Kegagalan Bulog yang ditimpakan kepada Dirut lama dalam hal tidak tercapainya target pengadaan beras dalam negeri (data media masa menyebut pada Mei 2015 Bulog baru membeli beras sebanyak 700.000 ton dari total target 3-4 juta ton selama tahun 2015, bahkan pada akhir April 2015 pada saat Rakernas Perpadi disebut Bulog baru bisa membeli sebanyak 450.000 ton) menurut saya ada dua hal yang mungkin menjadi penyebabnya. Pertama adalah keluarnya Inpres tentang Pengadaan beras DN yang terlambat dan terlalu dekat dengan musim panen raya, sehingga Bulog tidak cukup waktu berbenah. Kedua, ada keinginan idealis dari Direksi Bulog yang ingin menerapkan pembelian beras sesuai ketentuan harga dan kualitas yang ada di Inpres pada awal-awal musim panen. Tetapi lupa bahwa memberi toleransi untuk keluar sedikit dari standar kualitas yang ditetapkan Inpres pun Bulog selama ini kepayahan apalagi ingin berjalan kaku. Memang dilematis, ikut Inpres secara kaku dipastikan Bulog tidak akan mungkin mendapat beras, tetapi melepas toleransi kualitas maka beras yang diperoleh Bulog dipastikan adalah beras di bawah standar yang berpeluang lebih cepat rusak. Persoalan sebab akibat ini yang menjadi benang kusut pengadaan dan distribusi beras raskin. Dan tentu menjadi celah munculnya orang-orang yang ingin bertindak tidak patut, baik di tingkat pedagang bahkan di lini Bulog sendiri.
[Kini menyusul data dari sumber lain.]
//! Codecs: ISO 11783-10 XML, ESRI Shapefile, zip archives, WKT.

pub mod shp;
pub mod wkt;
pub mod xml;
pub mod zip;

use std::path::Path;

use anyhow::{bail, Result};

use crate::model::FarmDb;

fn extension(path: &Path) -> &str {
    path.extension().and_then(|e| e.to_str()).unwrap_or("")
}

impl FarmDb {
    /// Read task data from `path`, dispatching on the extension:
    /// `.xml`/`.XML` (ISO 11783-10), `.shp` (strict shapefile set), or
    /// `.zip` (archived task data or shapefile set).
    pub fn read(path: &Path) -> Result<FarmDb> {
        match extension(path) {
            "xml" | "XML" => xml::read_file(path),
            "shp" => shp::read_shapefile(path),
            "zip" => zip::read_archive(path),
            other => bail!(
                "{}: unsupported input extension \"{other}\" (expected .xml, .shp, or .zip)",
                path.display()
            ),
        }
    }

    /// Write task data to `path`: `.wkt`/`.WKT` tabular output, `.xml`/`.XML`
    /// plain XML, or `.zip` holding `TASKDATA/TASKDATA.XML`.
    pub fn write(&self, path: &Path) -> Result<()> {
        match extension(path) {
            "wkt" | "WKT" => wkt::write_file(self, path),
            "xml" | "XML" => xml::write_file(self, path),
            "zip" => {
                let document = xml::write_document(self)?;
                zip::write_archive(path, &document)
            }
            other => bail!(
                "{}: unsupported output extension \"{other}\" (expected .xml, .wkt, or .zip)",
                path.display()
            ),
        }
    }
}
//! Well-Known-Text tabular output.
//!
//! One tab-separated line per boundary part and per swath:
//! `<field> TAB <part name> TAB <wkt>`.

use std::fs::File;
use std::io::{BufWriter, Write};
use std::path::Path;

use anyhow::{Context, Result};
use wkt::ToWkt;

use crate::model::{paths_to_geo, FarmDb};

pub fn write_file(db: &FarmDb, path: &Path) -> Result<()> {
    let file =
        File::create(path).with_context(|| format!("cannot write {}", path.display()))?;
    let mut w = BufWriter::new(file);

    for field in &db.fields {
        let suffixed = field.parts.len() > 1;
        for (i, part) in field.parts.iter().enumerate() {
            let part_name = if suffixed {
                format!("Boundary F{}", i + 1)
            } else {
                "Boundary".to_string()
            };
            writeln!(
                w,
                "{}\t{}\t{}",
                field.name,
                part_name,
                part.to_geo_lenient().wkt_string()
            )?;
        }
        for swath in &field.swaths {
            writeln!(
                w,
                "{}\t{}\t{}",
                field.name,
                swath.name,
                paths_to_geo(&swath.paths).wkt_string()
            )?;
        }
    }

    w.flush().with_context(|| format!("cannot write {}", path.display()))
}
Pertanyaannya kemudian adalah apakah dengan pergantian Dirut Perum Bulog akan membuka jalan kinerja Bulog lebih baik. Jawabannya tentu tidak semudah membalik telapak tangan, jika pranata yang saya singgung di atas tidak ada atau diberikan perbaikan.
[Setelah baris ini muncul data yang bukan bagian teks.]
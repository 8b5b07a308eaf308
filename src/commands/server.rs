// Copyright (c) 2025 Soumyadip Sarkar.
// All rights reserved.
//
// This source code is licensed under the license found in the
// LICENSE file in the root directory of this source tree.

use crate::utils::{get_server_url, set_server_url};
use anyhow::{anyhow, Result};
use rusqlite::Connection;

pub fn handle(conn: &Connection, m: &clap::ArgMatches) -> Result<()> {
    match m.subcommand() {
        Some(("set-url", sub)) => {
            let url = sub.get_one::<String>("URL").unwrap().trim();
            if !url.starts_with("http://") && !url.starts_with("https://") {
                return Err(anyhow!("URL must start with http:// or https://"));
            }
            set_server_url(conn, url.trim_end_matches('/'))?;
            println!("Server URL set to {}", url.trim_end_matches('/'));
        }
        Some(("show", _)) => {
            println!("{}", get_server_url(conn)?);
        }
        _ => {}
    }
    Ok(())
}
Menurut saya (setidaknya saya pernah bersinggungan dengan kerja Bulog di level bawah) ada beberapa yang mungkin bisa dilakukan Bulog dan tentu Pemerintah sebagai pemberi fasilitas regulasi dan anggaran. Pertama, Bulog harus semaksimal mungkin bisa berada di lini terbawah dekat dengan petani, dan bukan pasif hanya menerima beras dari penggilingan saja (meski ada Satgas yang ke lapangan tetapi porsinya sangat kecil). Ini bisa dilakukan sendiri atau dengan menggandeng pelaku penggilingan padi setempat. Dalam tataran ini Bulog harus aktif mencari gabah (produk ini yang harus diutamakan) untuk diproses sendiri. Bulog harus merevitalisasi mesin pengering yang dimiliki atau kalau perlu menggantinya yang lebih efisien, atau melakukan kerjasama dengan penggilingan padi setempat. Kerjasama yang dimaksud bukan seperti sebelumnya yang menempatkan penggilingan sering terpojok jika rendemen rendah, tetapi lebih pada penggilingan hanya menyediakan mesin pengeringan dan RMU bagi Bulog. Kedua, Bulog harus masuk dalam tata niaga beras tidak hanya sekadar pengadaan beras raskin, tetapi juga beras-beras yang berkualitas di atasnya. Bukan tujuan komersial tetapi menjaga kondisi pasar dan tentu menyerap beras petani yang berkualitas di atas HPP. Ketiga, memiliki onfarm sendiri setidaknya untuk mencukupi 9% cadangan beras nasional.
Tentu masih banyak yang bisa dilakukan Bulog untuk membuka jalan gelap dalam penata laksanaan perberasan nasional. Tata laksana beras yang berorientasi stabilisasi harga petani dan konsumen, serta tata laksana kecukupan cadangan nasional. Semoga Bulog dengan Dirut baru bisa berkembang lebih baik lagi.